As we will see in more detail below, there will be greater fluidity and ability for companies to move between different elements of share capital. This contrasts with the existing situation where, for example, any proposed reduction of the share premium account by companies requires an application to the High Court for the purposes of s62 CA 1963.

CA 2014 also helpfully clarifies what "paid-up share capital" is: a share will be taken as paid up in cash where consideration for allotment is paid by:

  • cash,
  • a cheque received in good faith,
  • the release of liability from a liquidated sum, or
  • an undertaking to pay cash to the company on demand or at an identified or identifiable future date that the directors have no reason to suspect will not be complied with. (One could query whether this simply increases the risk for directors and they should instead ask for the subscription amount to be paid upfront.)

Companies will now have rights (some of which they had under the existing legislation) to issue shares of different nominal values, in different currencies or with different amounts payable on them. The ability of companies to issue redeemable shares (unless their constitution provides otherwise) is retained, with the added benefit that the current obligation on companies to retain 10% of the share capital as non-redeemable is removed.

There is no requirement for a company to have an authorised share capital, so the new single-document constitution can simply state the class of shares and their nominal (par) value, without setting a cap on the amount of shares that can be issued.

Payment for Shares

The status quo largely prevails here: shares may be paid for in money or money's worth (including goodwill and expertise). The main changes of relevance are that:

  • shares cannot be issued at a discount to their nominal value And
  • companies may allot bonus shares.

Section 71(5) of CA 2014 repeats the existing law that anything received on the allotment of shares in excess of their nominal value is undenominated share capital and should be transferred to the share premium account.

Merger Relief

CA 2014 seeks to take the proactive step of dealing with certain transaction structures, and the merger relief provisions are an example of a positive change.

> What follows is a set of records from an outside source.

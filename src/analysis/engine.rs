//! Extractive summary and key-point selection.
//!
//! Both operations are truncation heuristics over the sentence sequence. Their contract is
//! shape, not quality: `summarize` always yields text and `extract_key_points` yields exactly
//! `num_points` entries whenever segmentation succeeds.

use super::segmentation::{Sentence, SentenceSegmenter};
use super::types::{Extraction, SegmentationError};
use crate::config::Config;

/// Number of leading sentences joined into the summary.
pub const SUMMARY_SENTENCES: usize = 3;
/// Key points produced per analysis.
pub const DEFAULT_KEY_POINTS: usize = 4;
/// Sentences at or below this many characters are too short to be key points.
pub const MIN_KEY_POINT_CHARS: usize = 20;

/// Summary used when the document has no sentences.
pub const NO_SUMMARY: &str = "No se pudo generar un resumen.";
/// Summary used when segmentation failed.
pub const SUMMARY_ERROR: &str = "No se pudo generar un resumen debido a un error.";
/// Filler appended until the key-point list reaches its fixed length.
pub const KEY_POINT_PLACEHOLDER: &str = "Información adicional en el texto original";
/// Sole key point returned when segmentation failed.
pub const KEY_POINTS_ERROR: &str = "No se pudieron extraer puntos clave debido a un error.";

/// Sentence-based analysis engine.
#[derive(Debug, Clone)]
pub struct AnalysisEngine {
    segmenter: SentenceSegmenter,
}

impl AnalysisEngine {
    /// Wrap a prepared segmenter.
    pub fn new(segmenter: SentenceSegmenter) -> Self {
        Self { segmenter }
    }

    /// Build the engine and its segmenter from runtime configuration.
    pub fn from_config(config: &Config) -> Self {
        Self::new(SentenceSegmenter::new(config.max_document_chars))
    }

    /// Join the first sentences of `text` into a single paragraph.
    pub fn summarize(&self, text: &str) -> Extraction<String> {
        match self.segmenter.segment(text) {
            Ok(sentences) if sentences.is_empty() => {
                tracing::debug!("No sentences found; returning empty-summary note");
                Extraction::Fallback(NO_SUMMARY.to_string())
            }
            Ok(sentences) => Extraction::Computed(leading_summary(&sentences)),
            Err(error) => {
                log_failure("summary", &error);
                Extraction::Fallback(SUMMARY_ERROR.to_string())
            }
        }
    }

    /// Pick up to `num_points` informative sentences and pad the list to exactly that length.
    ///
    /// Only the first `num_points` sentences are candidates; the length filter runs on that
    /// window, so informative sentences further into the document are never considered.
    /// On segmentation failure the result is a single error note.
    pub fn extract_key_points(&self, text: &str, num_points: usize) -> Extraction<Vec<String>> {
        match self.segmenter.segment(text) {
            Ok(sentences) => Extraction::Computed(select_key_points(&sentences, num_points)),
            Err(error) => {
                log_failure("key points", &error);
                Extraction::Fallback(vec![KEY_POINTS_ERROR.to_string()])
            }
        }
    }
}

fn leading_summary(sentences: &[Sentence<'_>]) -> String {
    sentences
        .iter()
        .take(SUMMARY_SENTENCES)
        .map(Sentence::as_str)
        .collect::<Vec<_>>()
        .join(" ")
}

fn select_key_points(sentences: &[Sentence<'_>], num_points: usize) -> Vec<String> {
    let mut points: Vec<String> = sentences
        .iter()
        .take(num_points)
        .filter(|sentence| sentence.char_len() > MIN_KEY_POINT_CHARS)
        .map(|sentence| sentence.as_str().to_string())
        .collect();
    pad_to(&mut points, num_points);
    points
}

fn pad_to(points: &mut Vec<String>, num_points: usize) {
    let missing = num_points.saturating_sub(points.len());
    if missing > 0 {
        tracing::trace!(missing, "Padding key points with placeholder");
    }
    points.extend(std::iter::repeat_n(
        KEY_POINT_PLACEHOLDER.to_string(),
        missing,
    ));
}

fn log_failure(operation: &'static str, error: &SegmentationError) {
    match error {
        SegmentationError::InputTooLarge { length, max } => tracing::warn!(
            operation,
            length,
            max,
            error = %error,
            "Sentence segmentation rejected document; using fallback"
        ),
        SegmentationError::BinaryContent => tracing::error!(
            operation,
            error = %error,
            "Sentence segmentation failed; using fallback"
        ),
    }
}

Take a standard share-for-share deal structure as set out below, where Acquirer Co. buys the shares in Target Co. (worth €1m) in return for the allotment of 1,000 shares in Acquirer Co. to the value of €1 each:

Under the existing legislation Acquirer Co. would have been required to accrue share premium of €999,000 in respect of the above allotment, but the merger relief provisions now provide that no such accrual needs to occur, subject to compliance with certain conditions (which are very much akin to the relief conditions in the Stamp Duties Consolidation Act 1999), with at least 90% of the share capital needing to be aquired and the consideration being satisfied by the allotment of shares in Acquirer Co.

Group Reconstructions

The same principles applying to give merger relief above also apply to group reconstructions. In the structure below, Sub. 1 is transferring an asset (with a book value of €100,000 and a market value of €1m) to Sub. 2 in return for the allotment of 100 shares by Sub. 2 to Top Co.:

Where shares are issued at a premium, Sub. 2 will now not be required to credit to undenominated capital any amount in excess of the "minimum premium value". The "minimum premium value" is the amount (if any) by which the base value of the consideration for the shares allotted exceeds the aggregate nominal value of those shares. The base value is the lower of:

  • the cost of those assets to the transferor (Sub. 1 in our case) And
  • the amount at which those assets are stated in the accounting records of the transferor (Sub. 1).

So in our above example, Sub. 2's undenominated capital will be €99,900 in respect of the allotment of shares to Top Co.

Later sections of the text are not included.